以上は一例です。医院によっていろいろなやり方をされていると思います。セミナー受講によってスキルは身についたものの、その後どのように経験を積んでいくのかなど、不安なところは医院に質問すればいいと思います。
自費治療を学びたいQ&A
経験を積む方法は医院によって異なりますが、勤務時間中に学ぶというのは大変難しいと思います。自費症例が多いと症例検討などに立ち会えることも多いですが、実際インプラントなどを学びたい場合は、まずはセミナーに行くことをお勧めします。
院長が○○専門医であれば自費治療の症例が多い可能性もあります。ただ症例数と自費治療を学べるかどうかは異なります。自費治療は院長が対応し、勤務医はその間保険診療を対応するという場合もあります。
セミナーに参加することは自費治療の学び方の一つです。歯科医師の自費治療セミナーは高額になる場合もありますが、求人票にセミナー費用の一部または全額負担と明記されている医院を探すと良いでしょう。
セミナー受講後、自費治療の経験を積むためには、医院のスタイルや条件によります。医院によっては配当制度や院長のフォローなどがあり、少しずつ経験を積む機会を提供してくれる場合もあります。

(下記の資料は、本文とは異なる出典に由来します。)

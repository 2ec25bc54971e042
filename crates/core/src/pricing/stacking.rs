use std::collections::BTreeMap;

use tracing::debug;

use crate::config::EngineConfig;
use crate::domain::basket::{BasketSnapshot, LineItemId};
use crate::domain::discount::{DiscountApplication, DiscountTarget};
use crate::domain::rule::{RuleId, RuleKind};
use crate::errors::{RuleDiagnostic, RuleDiagnosticKind};
use crate::money::{Money, MoneyError};

/// One matched rule with its raw applications, waiting for stacking.
#[derive(Clone, Debug, PartialEq, Eq)]
pub struct CandidateDiscount {
    pub rule_id: RuleId,
    pub kind: RuleKind,
    pub priority: i32,
    pub combinable: bool,
    pub created_ordinal: u32,
    pub applications: Vec<DiscountApplication>,
}

#[derive(Clone, Debug, PartialEq, Eq)]
pub struct StackingOutcome {
    pub applications: Vec<DiscountApplication>,
    pub diagnostics: Vec<RuleDiagnostic>,
}

pub trait StackingResolver: Send + Sync {
    fn resolve(
        &self,
        candidates: Vec<CandidateDiscount>,
        snapshot: &BasketSnapshot,
        config: &EngineConfig,
    ) -> Result<StackingOutcome, MoneyError>;
}

#[derive(Default)]
pub struct GreedyStackingResolver;

impl StackingResolver for GreedyStackingResolver {
    fn resolve(
        &self,
        candidates: Vec<CandidateDiscount>,
        snapshot: &BasketSnapshot,
        config: &EngineConfig,
    ) -> Result<StackingOutcome, MoneyError> {
        resolve_stacking(candidates, snapshot, config)
    }
}

/// Greedy stacking: candidates sorted by priority descending, then creation
/// order, then rule id. Greedy is not globally optimal; it is chosen because
/// the walk is deterministic and every admission or rejection is auditable.
pub fn resolve_stacking(
    mut candidates: Vec<CandidateDiscount>,
    snapshot: &BasketSnapshot,
    config: &EngineConfig,
) -> Result<StackingOutcome, MoneyError> {
    candidates.sort_by(|a, b| {
        b.priority
            .cmp(&a.priority)
            .then(a.created_ordinal.cmp(&b.created_ordinal))
            .then(a.rule_id.cmp(&b.rule_id))
    });

    let mut remaining_lines: BTreeMap<LineItemId, i64> = BTreeMap::new();
    for line in &snapshot.lines {
        remaining_lines.insert(line.id.clone(), line.extended_price()?.minor_units);
    }
    let mut remaining_cart = snapshot.subtotal()?.minor_units;
    let mut remaining_shipping = snapshot.shipping_amount.minor_units;

    let mut outcome = StackingOutcome { applications: Vec::new(), diagnostics: Vec::new() };
    let mut coupons_admitted = 0u32;
    let mut exclusive_admitted = false;

    for candidate in candidates {
        if candidate.kind == RuleKind::Coupon && coupons_admitted >= config.max_coupons_per_basket
        {
            outcome.diagnostics.push(RuleDiagnostic::new(
                Some(candidate.rule_id.clone()),
                RuleDiagnosticKind::CouponLimitRejected,
                format!("coupon limit of {} already reached", config.max_coupons_per_basket),
            ));
            continue;
        }
        if !candidate.combinable && exclusive_admitted {
            outcome.diagnostics.push(RuleDiagnostic::new(
                Some(candidate.rule_id.clone()),
                RuleDiagnosticKind::ExclusivityRejected,
                "a non-combinable discount was already admitted",
            ));
            continue;
        }

        let mut admitted: Vec<DiscountApplication> = Vec::new();
        for application in candidate.applications {
            let (granted, exhausted) = match &application.target {
                DiscountTarget::Line(line_id) => {
                    let remaining = remaining_lines.entry(line_id.clone()).or_insert(0);
                    let granted = application.amount.minor_units.min(*remaining).max(0);
                    *remaining -= granted;
                    (granted, granted == 0)
                }
                DiscountTarget::Cart => {
                    let granted = application.amount.minor_units.min(remaining_cart).max(0);
                    remaining_cart -= granted;
                    (granted, granted == 0)
                }
                DiscountTarget::Shipping => {
                    let granted = application.amount.minor_units.min(remaining_shipping).max(0);
                    remaining_shipping -= granted;
                    (granted, granted == 0)
                }
            };

            if exhausted {
                outcome.diagnostics.push(RuleDiagnostic::new(
                    Some(candidate.rule_id.clone()),
                    RuleDiagnosticKind::TargetExhausted,
                    "target already fully discounted",
                ));
                continue;
            }
            if granted < application.amount.minor_units {
                outcome.diagnostics.push(RuleDiagnostic::new(
                    Some(candidate.rule_id.clone()),
                    RuleDiagnosticKind::CapClamped,
                    format!(
                        "discount of {} minor units clamped to remaining {} on its target",
                        application.amount.minor_units, granted
                    ),
                ));
            }
            admitted.push(DiscountApplication {
                rule_id: application.rule_id,
                target: application.target,
                amount: Money::new(granted, application.amount.currency),
            });
        }

        if admitted.is_empty() {
            continue;
        }
        debug!(
            rule_id = %candidate.rule_id.0,
            priority = candidate.priority,
            combinable = candidate.combinable,
            "admitted discount candidate"
        );
        if candidate.kind == RuleKind::Coupon {
            coupons_admitted += 1;
        }
        if !candidate.combinable {
            exclusive_admitted = true;
        }
        outcome.applications.extend(admitted);
    }

    Ok(outcome)
}

#[cfg(test)]
mod tests {
    use chrono::Utc;

    use crate::config::EngineConfig;
    use crate::domain::basket::{
        BasketId, BasketSnapshot, CustomerContext, LineItem, LineItemId, ProductId,
    };
    use crate::domain::discount::{DiscountApplication, DiscountTarget};
    use crate::domain::rule::{RuleId, RuleKind};
    use crate::errors::RuleDiagnosticKind;
    use crate::money::{Currency, Money};

    use super::{resolve_stacking, CandidateDiscount};

    fn usd(minor_units: i64) -> Money {
        Money::new(minor_units, Currency::new("USD"))
    }

    fn snapshot() -> BasketSnapshot {
        BasketSnapshot {
            id: BasketId("B-1".to_string()),
            currency: Currency::new("USD"),
            priced_at: Utc::now(),
            customer: CustomerContext::default(),
            lines: vec![LineItem {
                id: LineItemId("l1".to_string()),
                product_id: ProductId("sku-1".to_string()),
                variant_id: None,
                category_ids: Vec::new(),
                quantity: 2,
                unit_price: usd(5000),
                tax_exempt: false,
                created_ordinal: 0,
            }],
            shipping_amount: usd(500),
            ship_to: None,
        }
    }

    fn candidate(
        rule_id: &str,
        kind: RuleKind,
        priority: i32,
        combinable: bool,
        ordinal: u32,
        applications: Vec<DiscountApplication>,
    ) -> CandidateDiscount {
        CandidateDiscount {
            rule_id: RuleId(rule_id.to_string()),
            kind,
            priority,
            combinable,
            created_ordinal: ordinal,
            applications,
        }
    }

    fn cart_application(rule_id: &str, minor_units: i64) -> DiscountApplication {
        DiscountApplication {
            rule_id: RuleId(rule_id.to_string()),
            target: DiscountTarget::Cart,
            amount: usd(minor_units),
        }
    }

    #[test]
    fn higher_priority_non_combinable_wins_over_lower() {
        let candidates = vec![
            candidate("low", RuleKind::Promotion, 1, false, 0, vec![cart_application("low", 500)]),
            candidate("high", RuleKind::Promotion, 5, false, 1, vec![cart_application("high", 1000)]),
        ];

        let outcome = resolve_stacking(candidates, &snapshot(), &EngineConfig::default())
            .expect("resolves");
        assert_eq!(outcome.applications.len(), 1);
        assert_eq!(outcome.applications[0].rule_id, RuleId("high".to_string()));
        assert!(outcome
            .diagnostics
            .iter()
            .any(|diagnostic| diagnostic.kind == RuleDiagnosticKind::ExclusivityRejected));
    }

    #[test]
    fn only_one_coupon_is_admitted() {
        let candidates = vec![
            candidate("coupon-a", RuleKind::Coupon, 5, true, 0, vec![cart_application("coupon-a", 1000)]),
            candidate("coupon-b", RuleKind::Coupon, 1, true, 1, vec![cart_application("coupon-b", 2000)]),
        ];

        let outcome = resolve_stacking(candidates, &snapshot(), &EngineConfig::default())
            .expect("resolves");
        assert_eq!(outcome.applications.len(), 1);
        assert_eq!(outcome.applications[0].rule_id, RuleId("coupon-a".to_string()));
        assert!(outcome
            .diagnostics
            .iter()
            .any(|diagnostic| diagnostic.kind == RuleDiagnosticKind::CouponLimitRejected));
    }

    #[test]
    fn combinable_promotions_stack_with_a_coupon() {
        let candidates = vec![
            candidate("promo", RuleKind::Promotion, 2, true, 0, vec![cart_application("promo", 500)]),
            candidate("coupon", RuleKind::Coupon, 1, true, 1, vec![cart_application("coupon", 700)]),
        ];

        let outcome = resolve_stacking(candidates, &snapshot(), &EngineConfig::default())
            .expect("resolves");
        assert_eq!(outcome.applications.len(), 2);
    }

    #[test]
    fn equal_priority_falls_back_to_creation_order() {
        let candidates = vec![
            candidate("later", RuleKind::Promotion, 3, false, 7, vec![cart_application("later", 100)]),
            candidate("earlier", RuleKind::Promotion, 3, false, 2, vec![cart_application("earlier", 100)]),
        ];

        let outcome = resolve_stacking(candidates, &snapshot(), &EngineConfig::default())
            .expect("resolves");
        assert_eq!(outcome.applications.len(), 1);
        assert_eq!(outcome.applications[0].rule_id, RuleId("earlier".to_string()));
    }

    #[test]
    fn line_discounts_never_push_a_line_below_zero() {
        let full = DiscountApplication {
            rule_id: RuleId("first".to_string()),
            target: DiscountTarget::Line(LineItemId("l1".to_string())),
            amount: usd(10_000),
        };
        let follow_up = DiscountApplication {
            rule_id: RuleId("second".to_string()),
            target: DiscountTarget::Line(LineItemId("l1".to_string())),
            amount: usd(2500),
        };
        let candidates = vec![
            candidate("first", RuleKind::Promotion, 5, true, 0, vec![full]),
            candidate("second", RuleKind::Promotion, 1, true, 1, vec![follow_up]),
        ];

        let outcome = resolve_stacking(candidates, &snapshot(), &EngineConfig::default())
            .expect("resolves");
        assert_eq!(outcome.applications.len(), 1);
        assert_eq!(outcome.applications[0].amount, usd(10_000));
        assert!(outcome
            .diagnostics
            .iter()
            .any(|diagnostic| diagnostic.kind == RuleDiagnosticKind::TargetExhausted));
    }

    #[test]
    fn cart_discounts_clamp_to_the_remaining_subtotal() {
        let candidates = vec![
            candidate("big", RuleKind::Promotion, 5, true, 0, vec![cart_application("big", 9000)]),
            candidate("small", RuleKind::Promotion, 1, true, 1, vec![cart_application("small", 3000)]),
        ];

        let outcome = resolve_stacking(candidates, &snapshot(), &EngineConfig::default())
            .expect("resolves");
        assert_eq!(outcome.applications.len(), 2);
        assert_eq!(outcome.applications[0].amount, usd(9000));
        // Only $10.00 of subtotal remained for the second promotion.
        assert_eq!(outcome.applications[1].amount, usd(1000));
        assert!(outcome
            .diagnostics
            .iter()
            .any(|diagnostic| diagnostic.kind == RuleDiagnosticKind::CapClamped));
    }

    #[test]
    fn rejected_exclusive_candidate_does_not_block_later_ones() {
        // An exclusive candidate whose only target is exhausted is never
        // admitted, so it must not trip the exclusivity latch.
        let exhaust = DiscountApplication {
            rule_id: RuleId("drain".to_string()),
            target: DiscountTarget::Cart,
            amount: usd(10_000),
        };
        let blocked = cart_application("exclusive-a", 500);
        let viable = DiscountApplication {
            rule_id: RuleId("exclusive-b".to_string()),
            target: DiscountTarget::Shipping,
            amount: usd(500),
        };
        let candidates = vec![
            candidate("drain", RuleKind::Promotion, 9, true, 0, vec![exhaust]),
            candidate("exclusive-a", RuleKind::Promotion, 5, false, 1, vec![blocked]),
            candidate("exclusive-b", RuleKind::Promotion, 1, false, 2, vec![viable]),
        ];

        let outcome = resolve_stacking(candidates, &snapshot(), &EngineConfig::default())
            .expect("resolves");
        assert_eq!(outcome.applications.len(), 2);
        assert_eq!(outcome.applications[1].rule_id, RuleId("exclusive-b".to_string()));
    }
}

自費治療を学ぶためには、自身の意欲ややる気が非常に重要です。自主的に情報収集し、積極的に学ぶ姿勢を持つことが大切です。また、自費治療の経験を積むためのチャンスを医院で積極的に探し、自ら進んで取り組むことも必要です。
まとめ
いかがでしたでしょうか? 単に自費治療を学びたいというだけで転職先を見つけるのは難しいです。新卒から保険診療を学びたいというのとは違って、大変幅が広くなるからです。コンサルタントに聞くなどして実際にどのように自分が経験を積んでいけるのかを想像してみましょう。